PCHR notes with particular alarm the increasing threat to Palestinian non-targeted civilians of the increased reliance on this policy. In addition, to the increasingly excessive use of force used in such attacks, the timing, location and force used in these attacks substantially increase the threat to non-targeted civilians; they are often conducted in civilian residential or commercial areas, against moving vehicles, and often during the day time. This escalating threat is evidenced in the significant increase in numbers of deaths and injuries of non-targeted civilians. A total of 69 non-targeted Palestinians were killed in extrajudicial assassination attacks since the beginning of this Intifada; 14 were killed in 2001, and 46 were killed in 2002. Of particular concern is the increasing threat to Palestinian children; in total 28 children have been killed in these attacks since the beginning of the Intifada, 5 in 2001 and 23 in 2002. Particularly illustrative of the threat to non-targeted Palestinians is the number of injuries; since the beginning of the Intifada, 280 Palestinians were injured in extrajudicial execution attacks by the Israeli military. However, of those only 24 individuals injured were actually targeted for extrajudicial execution. Of the remaining 256 non-targeted Palestinians who were injured in these attacks, 57 were injured in attacks in 2001, and 199 in attacks in 2002. This increasing disregard for civilian life is perhaps most clearly illustrated in the extrajudicial execution of the alleged Hamas activist Salah Shehada in Gaza city on 22 July 2002. This execution was carried out using a one-ton missile fired from an F16 fighter jet into civilian property located in a densely populated residential neighbourhood. The attack, conducted at around midnight, resulted in the deaths of 12 non-targeted civilians, including 7 children, who were asleep in their homes adjacent to the targeted building. Three unidentified persons believed to have been in the targeted building were also killed. A further 78 Palestinian civilians residing in neighbouring properties were injured and more than 40 homes in the neighbourhood were damaged or destroyed. In an immediate response to this incident, Ariel Sharon, the Prime Minister of Israel, reportedly declared that the assassination of Salah Shehada was one of Israel's “…biggest successes" 3 .

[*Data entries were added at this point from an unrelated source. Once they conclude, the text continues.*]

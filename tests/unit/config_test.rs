//! Unit tests for configuration parsing
//!
//! Tests environment variable parsing and default values.
//!
//! Note: These tests modify global environment variables and must run serially.

use std::io::Write;
use std::time::Duration;

use serial_test::serial;

use patchwright::config::{ConfigError, GithubConfig, JobRunnerConfig, WorkflowConfig};

fn clear_github_env() {
    std::env::remove_var("GITHUB_APP_ID");
    std::env::remove_var("GITHUB_PRIVATE_KEY");
    std::env::remove_var("GITHUB_PRIVATE_KEY_PATH");
    std::env::remove_var("GITHUB_API_URL");
    std::env::remove_var("GITHUB_WEBHOOK_SECRET");
}

// =============================================================================
// Workflow Config Tests
// =============================================================================

#[test]
#[serial]
fn test_workflow_config_defaults() {
    std::env::remove_var("TRIGGER_LABEL");
    std::env::remove_var("BRANCH_PREFIX");

    let config = WorkflowConfig::from_env();

    assert_eq!(config.trigger_label, "ai-fix");
    assert_eq!(config.branch_prefix, "ai-fix");
}

#[test]
#[serial]
fn test_workflow_config_custom_values() {
    std::env::set_var("TRIGGER_LABEL", "agent");
    std::env::set_var("BRANCH_PREFIX", "bots/agent/");

    let config = WorkflowConfig::from_env();

    assert_eq!(config.trigger_label, "agent");
    assert_eq!(config.branch_prefix, "bots/agent");

    std::env::remove_var("TRIGGER_LABEL");
    std::env::remove_var("BRANCH_PREFIX");
}

#[test]
#[serial]
fn test_workflow_config_blank_values_use_defaults() {
    std::env::set_var("TRIGGER_LABEL", "   ");
    std::env::set_var("BRANCH_PREFIX", "");

    let config = WorkflowConfig::from_env();

    assert_eq!(config.trigger_label, "ai-fix");
    assert_eq!(config.branch_prefix, "ai-fix");

    std::env::remove_var("TRIGGER_LABEL");
    std::env::remove_var("BRANCH_PREFIX");
}

// =============================================================================
// GitHub Config Tests
// =============================================================================

#[test]
#[serial]
fn test_github_config_unescapes_inline_key() {
    clear_github_env();
    std::env::set_var("GITHUB_APP_ID", "12345");
    std::env::set_var("GITHUB_PRIVATE_KEY", "-----BEGIN KEY-----\\nabc\\n-----END KEY-----");
    std::env::set_var("GITHUB_WEBHOOK_SECRET", "s3cret");

    let config = GithubConfig::from_env().unwrap();

    assert_eq!(config.app_id, 12345);
    assert_eq!(config.private_key, "-----BEGIN KEY-----\nabc\n-----END KEY-----");
    assert_eq!(config.api_url, "https://api.github.com");
    assert_eq!(config.webhook_secret.as_deref(), Some("s3cret"));

    clear_github_env();
}

#[test]
#[serial]
fn test_github_config_reads_key_file() {
    clear_github_env();
    let mut key_file = tempfile::NamedTempFile::new().unwrap();
    write!(key_file, "-----BEGIN KEY-----\nfrom-file\n-----END KEY-----\n").unwrap();
    std::env::set_var("GITHUB_APP_ID", "7");
    std::env::set_var("GITHUB_PRIVATE_KEY_PATH", key_file.path());

    let config = GithubConfig::from_env().unwrap();

    assert!(config.private_key.contains("from-file"));
    assert_eq!(config.webhook_secret, None);

    clear_github_env();
}

#[test]
#[serial]
fn test_github_config_requires_app_id() {
    clear_github_env();
    std::env::set_var("GITHUB_PRIVATE_KEY", "key");

    let result = GithubConfig::from_env();

    assert!(matches!(result, Err(ConfigError::MissingVar("GITHUB_APP_ID"))));

    clear_github_env();
}

#[test]
#[serial]
fn test_github_config_rejects_non_numeric_app_id() {
    clear_github_env();
    std::env::set_var("GITHUB_APP_ID", "my-app");
    std::env::set_var("GITHUB_PRIVATE_KEY", "key");

    let result = GithubConfig::from_env();

    assert!(matches!(result, Err(ConfigError::InvalidAppId)));

    clear_github_env();
}

#[test]
#[serial]
fn test_github_config_missing_key_file_is_reported() {
    clear_github_env();
    std::env::set_var("GITHUB_APP_ID", "7");
    std::env::set_var("GITHUB_PRIVATE_KEY_PATH", "/nonexistent/key.pem");

    let result = GithubConfig::from_env();

    assert!(matches!(result, Err(ConfigError::UnreadablePrivateKey(_))));

    clear_github_env();
}

#[test]
#[serial]
fn test_github_config_debug_redacts_secrets() {
    clear_github_env();
    std::env::set_var("GITHUB_APP_ID", "7");
    std::env::set_var("GITHUB_PRIVATE_KEY", "super-secret-key");
    std::env::set_var("GITHUB_WEBHOOK_SECRET", "hook-secret");

    let config = GithubConfig::from_env().unwrap();
    let debug = format!("{:?}", config);

    assert!(!debug.contains("super-secret-key"));
    assert!(!debug.contains("hook-secret"));

    clear_github_env();
}

// =============================================================================
// Job Runner Config Tests
// =============================================================================

#[test]
#[serial]
fn test_job_runner_config_defaults() {
    std::env::set_var("JOB_RUNNER_URL", "http://runner.internal/jobs");
    std::env::remove_var("JOB_RUNNER_TOKEN");
    std::env::remove_var("JOB_RUNNER_TIMEOUT_SECS");

    let config = JobRunnerConfig::from_env().unwrap();

    assert_eq!(config.url, "http://runner.internal/jobs");
    assert_eq!(config.token, None);
    assert_eq!(config.timeout, Duration::from_secs(3600));

    std::env::remove_var("JOB_RUNNER_URL");
}

#[test]
#[serial]
fn test_job_runner_config_invalid_timeout_uses_default() {
    std::env::set_var("JOB_RUNNER_URL", "http://runner.internal/jobs");
    std::env::set_var("JOB_RUNNER_TIMEOUT_SECS", "soon");

    let config = JobRunnerConfig::from_env().unwrap();

    assert_eq!(config.timeout, Duration::from_secs(3600));

    std::env::remove_var("JOB_RUNNER_URL");
    std::env::remove_var("JOB_RUNNER_TIMEOUT_SECS");
}

#[test]
#[serial]
fn test_job_runner_config_requires_url() {
    std::env::remove_var("JOB_RUNNER_URL");

    assert!(matches!(
        JobRunnerConfig::from_env(),
        Err(ConfigError::MissingVar("JOB_RUNNER_URL"))
    ));
}
use std::sync::Arc;

use actix_web::{middleware, web, App, HttpServer};

use patchwright::clients::{AnthropicCompleter, GithubApp, HttpJobRunner};
use patchwright::config;
use patchwright::db;
use patchwright::routes;
use patchwright::services::{EntitlementResolver, PgAccountStore, PgUsageStore};
use patchwright::state::AppState;

/// Largest webhook payload accepted (GitHub caps deliveries at 25 MB)
const MAX_WEBHOOK_BYTES: usize = 25 * 1024 * 1024;

#[actix_web::main]
async fn main() -> std::io::Result<()> {
    // Load .env file if present
    dotenvy::dotenv().ok();

    env_logger::init_from_env(env_logger::Env::new().default_filter_or("info"));

    let config = config::Config::from_env().map_err(|e| {
        log::error!("Configuration error: {}", e);
        std::io::Error::new(std::io::ErrorKind::InvalidInput, e.to_string())
    })?;

    log::info!("Starting Patchwright on {}:{}", config.host, config.port);

    let db_pool = db::create_pool(&config.database).await.map_err(|e| {
        log::error!("Database pool error: {}", e);
        std::io::Error::other(e.to_string())
    })?;

    db::run_migrations(&db_pool).await.map_err(|e| {
        log::error!("Migration error: {}", e);
        std::io::Error::other(e.to_string())
    })?;

    let github = Arc::new(GithubApp::new(&config.github).map_err(|e| {
        log::error!("GitHub App setup failed: {}", e);
        std::io::Error::new(std::io::ErrorKind::InvalidInput, e.to_string())
    })?);
    let jobs = HttpJobRunner::new(&config.job_runner).map_err(|e| {
        log::error!("Job runner setup failed: {}", e);
        std::io::Error::other(e.to_string())
    })?;
    let llm = AnthropicCompleter::new(&config.llm).map_err(|e| {
        log::error!("LLM client setup failed: {}", e);
        std::io::Error::new(std::io::ErrorKind::InvalidInput, e.to_string())
    })?;

    if config.github.webhook_secret.is_none() {
        log::warn!("GITHUB_WEBHOOK_SECRET not set, webhook signatures will not be verified");
    }

    let entitlements = EntitlementResolver::new(
        Arc::new(PgAccountStore::new(db_pool.clone())),
        github.clone(),
    );

    let state = AppState {
        pool: db_pool.clone(),
        webhook_secret: config.github.webhook_secret.clone(),
        workflow: config.workflow.clone(),
        vcs: github,
        jobs: Arc::new(jobs),
        llm: Arc::new(llm),
        usage: Arc::new(PgUsageStore::new(db_pool)),
        entitlements: Arc::new(entitlements),
    };

    let host = config.host.clone();
    let port = config.port;

    let server = HttpServer::new(move || {
        App::new()
            .app_data(web::Data::new(state.clone()))
            .app_data(web::PayloadConfig::new(MAX_WEBHOOK_BYTES))
            .wrap(middleware::Logger::default())
            .configure(routes::health::configure)
            .configure(routes::webhooks::configure)
    })
    .bind((host.as_str(), port))?
    .shutdown_timeout(30)
    .run();

    let server_handle = server.handle();
    tokio::spawn(async move {
        shutdown_signal().await;
        log::info!("Shutdown signal received, stopping server...");
        server_handle.stop(true).await;
    });

    server.await
}

/// Wait for shutdown signal (Ctrl+C or SIGTERM)
async fn shutdown_signal() {
    let ctrl_c = async {
        if let Err(e) = tokio::signal::ctrl_c().await {
            log::error!("Failed to install Ctrl+C handler: {}", e);
            std::future::pending::<()>().await;
        }
    };

    #[cfg(unix)]
    let terminate = async {
        match tokio::signal::unix::signal(tokio::signal::unix::SignalKind::terminate()) {
            Ok(mut signal) => {
                signal.recv().await;
            }
            Err(e) => {
                log::error!("Failed to install SIGTERM handler: {}", e);
                std::future::pending::<()>().await;
            }
        }
    };

    #[cfg(not(unix))]
    let terminate = std::future::pending::<()>();

    tokio::select! {
        _ = ctrl_c => {},
        _ = terminate => {},
    }
}
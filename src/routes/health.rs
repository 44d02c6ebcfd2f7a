use actix_web::{http::StatusCode, web, HttpResponse};
use serde::Serialize;

use crate::db;
use crate::state::AppState;

#[derive(Serialize)]
pub struct LivenessResponse {
    status: &'static str,
    version: &'static str,
}

#[derive(Serialize)]
pub struct ReadinessResponse {
    status: &'static str,
    usage_store: &'static str,
}

/// GET /health - the process is up
pub async fn liveness() -> HttpResponse {
    HttpResponse::Ok().json(LivenessResponse {
        status: "ok",
        version: env!("CARGO_PKG_VERSION"),
    })
}

/// GET /health/ready - 503 until the usage database answers
pub async fn readiness(state: web::Data<AppState>) -> HttpResponse {
    let (status, usage_store, http_status) = if db::health_check(&state.pool).await {
        ("ready", "ok", StatusCode::OK)
    } else {
        ("not_ready", "error", StatusCode::SERVICE_UNAVAILABLE)
    };

    HttpResponse::build(http_status).json(ReadinessResponse {
        status,
        usage_store,
    })
}

/// Configures the health routes
pub fn configure(cfg: &mut web::ServiceConfig) {
    cfg.service(
        web::scope("/health")
            .route("", web::get().to(liveness))
            .route("/ready", web::get().to(readiness)),
    );
}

PCHR is further concerned at the failure of the State of Israel to provide effective reparation to victims of this policy, including to those non-targeted civilians killed or injured in such attacks.
PCHR condemns this policy of extrajudicial execution of alleged Palestinian activists as a grave violation of Israel's obligations under international human rights and international humanitarian law. PCHR reiterates that the willful killing of a Palestinian civilian, constitutes a war crime as defined in international law, and asserts that when conducted as part of a widespread and systematic policy, these extrajudicial executions may constitute a crime against humanity.
PCHR calls upon this Commission
- to condemn this policy of extrajudicial executions as a violation of the fundamental human rights, including the right to life, rights to a fair trial and the right to appeal.
- to remind the High Contracting Parties of the Geneva Conventions of their obligations under article 146 of the Fourth Geneva Convention to search for and prosecute those responsible for grave breaches.